John Freeman has an interesting piece at NewcityChicago about dust jacket bios. (The Pelevin fake-degree bit makes me think of Golden Rule Jones' fake bio, which I'm still waiting for some clueless journalist to swallow as fact.)
And reading books without any idea who wrote them is a bit like having sex in total darkness; it feels good, but you wonder whose body you're crashing into.
Give me a book deal, publishing industry, and I'll be as anti-reticent with the dust jacket as you can possibly stand. Disciplinary notes from my fourth-grade teacher, embarrassing Polaroids, memories of better-left-forgotten high school crushes, you name it.
Hey, saw your note about Leaf on the blog today. My buddy Zach and I have been doing the same thing with our new small press, Featherproof. Ours seems a bit different, though. We've designed books of submitted stories we liked and uploaded them as pdfs. Readers are encouraged to print them out, follow the online instructions, and assemble the books for easy carrying. Pretty fun stuff. We've also been making them ourselves and giving them away at various events.
I wish Jonathan and Zach the best of luck with this venture. As a struggling-to-get-published writer, my feeling is that there can never be enough independent small presses.
And speaking of This is Grand, I had a rather odd Metra experience this morning that I'll be submitting shortly to the site for possible publication. Stay tuned.
New Life for the Short Story?
Praise and hosannas to Leaf, a new Wales-based publishing company which wants to publish individual short stories in book form. The company is even running a short story contest to solicit submissions for publication. Thank goodness somebody still believes the short story is a worthy and viable form.
The founders of Leaf - a University of Glamorgan spin-out company - believe they can tap into a ready market of people hungry for 'something to read'.
Cecilia Morreau and Barrie Llewellyn want to create a platform from which writers can get short stories published and readers can rediscover the form.

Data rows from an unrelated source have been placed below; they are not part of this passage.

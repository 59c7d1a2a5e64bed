//! Frontline - simulation engine for a top-down wave-survival shooter
//!
//! Core modules:
//! - `sim`: Deterministic simulation (weapons, projectiles, AI, combat, waves)
//! - `settings`: Session configuration
//! - `highscores`: Leaderboard of finished runs
//!
//! Rendering, audio and input capture live outside this crate. They read
//! [`sim::GameState`] views and drain [`sim::GameEvent`]s each step.

pub mod highscores;
pub mod settings;
pub mod sim;

pub use highscores::{HighScores, RunSummary};
pub use settings::{GameMode, Settings};

/// Game configuration constants
pub mod consts {
    /// Fixed simulation rate (steps per second)
    pub const FPS: u32 = 60;
    /// Fixed simulation timestep in seconds
    pub const SIM_DT: f32 = 1.0 / FPS as f32;

    /// Player footprint
    pub const PLAYER_WIDTH: i32 = 32;
    pub const PLAYER_HEIGHT: i32 = 42;
    /// Width of the one-step-ahead movement probe (narrower than the body)
    pub const PLAYER_PROBE_WIDTH: i32 = 27;
    /// Units the player moves per axis per step
    pub const PLAYER_SPEED: i32 = 5;
    /// The player's fixed on-screen position
    pub const PLAYER_SCREEN_POS: (i32, i32) = (720, 450);
    /// Initial scroll offset (screen = world - scroll)
    pub const INITIAL_SCROLL: (i32, i32) = (100, 100);

    /// Survival health cap and starting loadout
    pub const PLAYER_MAX_HEALTH: i32 = 100;
    pub const PLAYER_START_ARMOR: i32 = 200;
    pub const PLAYER_START_GRENADES: u32 = 4;
    pub const PLAYER_START_CHARGES: u32 = 10;
    /// Bootcamp loadout
    pub const BOOTCAMP_MAX_HEALTH: i32 = 1000;
    pub const BOOTCAMP_START_MONEY: u64 = 100_000;

    /// Health regeneration: +10 every 1.5 seconds
    pub const HEALTH_REGEN_TICKS: u32 = 90;
    pub const HEALTH_REGEN_AMOUNT: i32 = 10;

    /// Equipment cooldowns (2 seconds)
    pub const GRENADE_COOLDOWN_TICKS: u32 = 2 * FPS;
    pub const CHARGE_COOLDOWN_TICKS: u32 = 2 * FPS;
    /// Hitmarker display time
    pub const HITMARKER_TICKS: u32 = FPS;

    /// Hostile footprints
    pub const SOLDIER_WIDTH: i32 = 30;
    pub const SOLDIER_HEIGHT: i32 = 45;
    pub const ARMORED_WIDTH: i32 = 200;
    pub const ARMORED_HEIGHT: i32 = 104;
    pub const PURSUER_WIDTH: i32 = 39;
    pub const PURSUER_HEIGHT: i32 = 21;

    /// Hostile tuning
    pub const ARMORED_HEALTH_MULTIPLIER: i32 = 20;
    pub const PURSUER_STEP: i32 = 2;
    pub const PURSUER_CONTACT_DAMAGE: i32 = 100;
    pub const SPAWN_JITTER: i32 = 50;
    pub const WANDER_OFFSET_RANGE: i32 = 500;
    pub const REPLAN_MIN_TICKS: u32 = 120;
    pub const REPLAN_MAX_TICKS: u32 = 150;
    pub const AIM_ERROR: i32 = 30;
    pub const FIRE_JITTER_MIN: u32 = 8;
    pub const FIRE_JITTER_MAX: u32 = 12;
    /// Shots leave the shooter this far below its position
    pub const MUZZLE_DROP: i32 = 22;
    /// Dead hostiles stay on the field this long before they are pruned
    pub const CORPSE_GRACE_TICKS: u32 = 30 * FPS;
    /// Corpses can be looted from this far away on either axis
    pub const LOOT_RADIUS: i32 = 50;

    /// Projectile footprints
    pub const SHOT_SIZE: i32 = 8;
    pub const GRENADE_SIZE: i32 = 50;

    /// Explosions
    pub const ANNIHILATE_HALF_EXTENT: i32 = 50;
    pub const DAMAGE_HALF_EXTENT: i32 = 100;
    pub const SPLASH_DAMAGE: i32 = 95;
    pub const EXPLOSION_VISIBLE_TICKS: u32 = FPS;

    /// Grenade ballistics
    pub const GRENADE_FUSE_TICKS: i32 = 5 * FPS as i32;
    pub const GRENADE_BASE_SPEED: f32 = 4.0;
    pub const GRENADE_START_MODIFIER: f32 = 2.0;
    pub const GRENADE_DECAY: f32 = 0.99;

    /// Kiosk menu is reachable this far outside its footprint
    pub const KIOSK_ACCESS_MARGIN: i32 = 50;
    /// Kiosk prices
    pub const AMMO_REFILL_PRICE: u64 = 750;
    pub const GRENADE_REFILL_PRICE: u64 = 1000;
    pub const CHARGE_REFILL_PRICE: u64 = 3000;
    pub const ARMOR_REFILL_PRICE: u64 = 2000;
    pub const PISTOL_PRICE: u64 = 250;
    pub const SHOTGUN_PRICE: u64 = 2000;
    pub const SNIPER_PRICE: u64 = 2000;
    pub const SMG_PRICE: u64 = 2000;
    pub const RIFLE_PRICE: u64 = 3000;
    pub const LMG_PRICE: u64 = 7000;
    pub const LAUNCHER_PRICE: u64 = 7000;

    /// Terrain
    pub const TREE_SIZE: (i32, i32) = (106, 128);
    pub const ROCK_SIZE: (i32, i32) = (100, 91);
    /// Inclusive scatter bounds for random terrain
    pub const TERRAIN_X: (i32, i32) = (-1920, 3840);
    pub const TERRAIN_Y: (i32, i32) = (-1020, 2040);
    /// Terrain is kept this far from the player's starting footprint
    pub const TERRAIN_CLEARANCE: i32 = 100;

    /// Wave difficulty scaling
    pub const SOLDIER_BASE_HEALTH: i32 = 100;
    pub const PURSUER_BASE_HEALTH: i32 = 50;
    pub const HEALTH_PER_WAVE: i32 = 10;
}
//! Session settings
//!
//! Read once when a session starts. Audio toggles are passed through to the
//! presentation layer; the simulation never reads them.

use std::str::FromStr;

use serde::{Deserialize, Serialize};

/// Which wave schedule the session plays
#[derive(Debug, Clone, Copy, PartialEq, Eq, Serialize, Deserialize, Default)]
pub enum GameMode {
    /// Endless waves, starting loadout with armor
    #[default]
    Survival,
    /// Twenty training waves with a large health pool and budget
    Bootcamp,
}

impl GameMode {
    pub fn as_str(&self) -> &'static str {
        match self {
            GameMode::Survival => "Survival",
            GameMode::Bootcamp => "Bootcamp",
        }
    }
}

impl FromStr for GameMode {
    type Err = String;

    fn from_str(s: &str) -> Result<Self, Self::Err> {
        match s.to_lowercase().as_str() {
            "survival" => Ok(GameMode::Survival),
            "bootcamp" | "tutorial" => Ok(GameMode::Bootcamp),
            _ => Err(format!("unknown game mode '{s}'")),
        }
    }
}

#[derive(Debug, Clone, PartialEq, Serialize, Deserialize)]
#[serde(default)]
pub struct Settings {
    /// RNG seed for the session
    pub seed: u64,
    pub mode: GameMode,

    // === Terrain ===
    /// Passable trees scattered in survival
    pub tree_count: u32,
    /// Solid rocks scattered in survival
    pub rock_count: u32,

    // === Audio ===
    pub music: bool,
    pub sound_fx: bool,
}

impl Default for Settings {
    fn default() -> Self {
        Self {
            seed: 0,
            mode: GameMode::Survival,

            tree_count: 99,
            rock_count: 99,

            music: true,
            sound_fx: true,
        }
    }
}

impl Settings {
    /// Default settings for a given mode and seed
    pub fn for_mode(mode: GameMode, seed: u64) -> Self {
        Self {
            seed,
            mode,
            ..Self::default()
        }
    }

    pub fn from_json(json: &str) -> Result<Self, serde_json::Error> {
        serde_json::from_str(json)
    }

    pub fn to_json(&self) -> Result<String, serde_json::Error> {
        serde_json::to_string_pretty(self)
    }

    /// Load settings from a JSON file, falling back to defaults
    #[cfg(not(target_arch = "wasm32"))]
    pub fn load(path: impl AsRef<std::path::Path>) -> Self {
        let path = path.as_ref();
        let json = match std::fs::read_to_string(path) {
            Ok(json) => json,
            Err(e) => {
                log::warn!("Could not read settings from {}: {e}", path.display());
                return Self::default();
            }
        };
        match Self::from_json(&json) {
            Ok(settings) => {
                log::info!("Loaded settings from {}", path.display());
                settings
            }
            Err(e) => {
                log::warn!("Invalid settings in {}: {e}; using defaults", path.display());
                Self::default()
            }
        }
    }

    /// Write settings as JSON
    #[cfg(not(target_arch = "wasm32"))]
    pub fn save(&self, path: impl AsRef<std::path::Path>) -> std::io::Result<()> {
        let json = self.to_json().map_err(std::io::Error::other)?;
        std::fs::write(path, json)
    }
}

#[cfg(test)]
mod tests {
    use super::*;

    #[test]
    fn test_json_roundtrip_keeps_mode() {
        let settings = Settings::for_mode(GameMode::Bootcamp, 42);
        let json = settings.to_json().unwrap();
        assert_eq!(Settings::from_json(&json).unwrap(), settings);
    }

    #[test]
    fn test_partial_json_fills_defaults() {
        let settings = Settings::from_json(r#"{ "seed": 9, "rock_count": 3 }"#).unwrap();
        assert_eq!(settings.seed, 9);
        assert_eq!(settings.rock_count, 3);
        assert_eq!(settings.tree_count, 99);
        assert_eq!(settings.mode, GameMode::Survival);
    }

    #[test]
    fn test_malformed_json_is_an_error() {
        assert!(Settings::from_json("{ seed: ").is_err());
    }

    #[test]
    fn test_missing_file_falls_back_to_defaults() {
        let settings = Settings::load("/nonexistent/frontline-settings.json");
        assert_eq!(settings, Settings::default());
    }

    #[test]
    fn test_mode_from_str() {
        assert_eq!("Tutorial".parse::<GameMode>(), Ok(GameMode::Bootcamp));
        assert_eq!("survival".parse::<GameMode>(), Ok(GameMode::Survival));
        assert!("campaign".parse::<GameMode>().is_err());
        for mode in [GameMode::Survival, GameMode::Bootcamp] {
            assert_eq!(mode.as_str().parse::<GameMode>(), Ok(mode));
        }
    }

    #[test]
    fn test_save_then_load() {
        let path = std::env::temp_dir().join(format!("frontline-settings-{}.json", std::process::id()));
        let settings = Settings {
            rock_count: 4,
            music: false,
            ..Settings::for_mode(GameMode::Bootcamp, 77)
        };
        settings.save(&path).unwrap();
        let loaded = Settings::load(&path);
        std::fs::remove_file(&path).unwrap();
        assert_eq!(loaded, settings);
    }
}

Wales is said to be a country of readers, so Leaf may indeed have "a ready market of people hungry for 'something to read'." I'm not sure how successful such a program would be here in the TV/iPod-obsessed U.S., but based on the number of people on my train who read the Red Streak/Red Eye twaddle, I'd say there's plenty of people here who are desperate for good reading material as well. Whether or not they're willing to pay for it, now, that's the tricky part.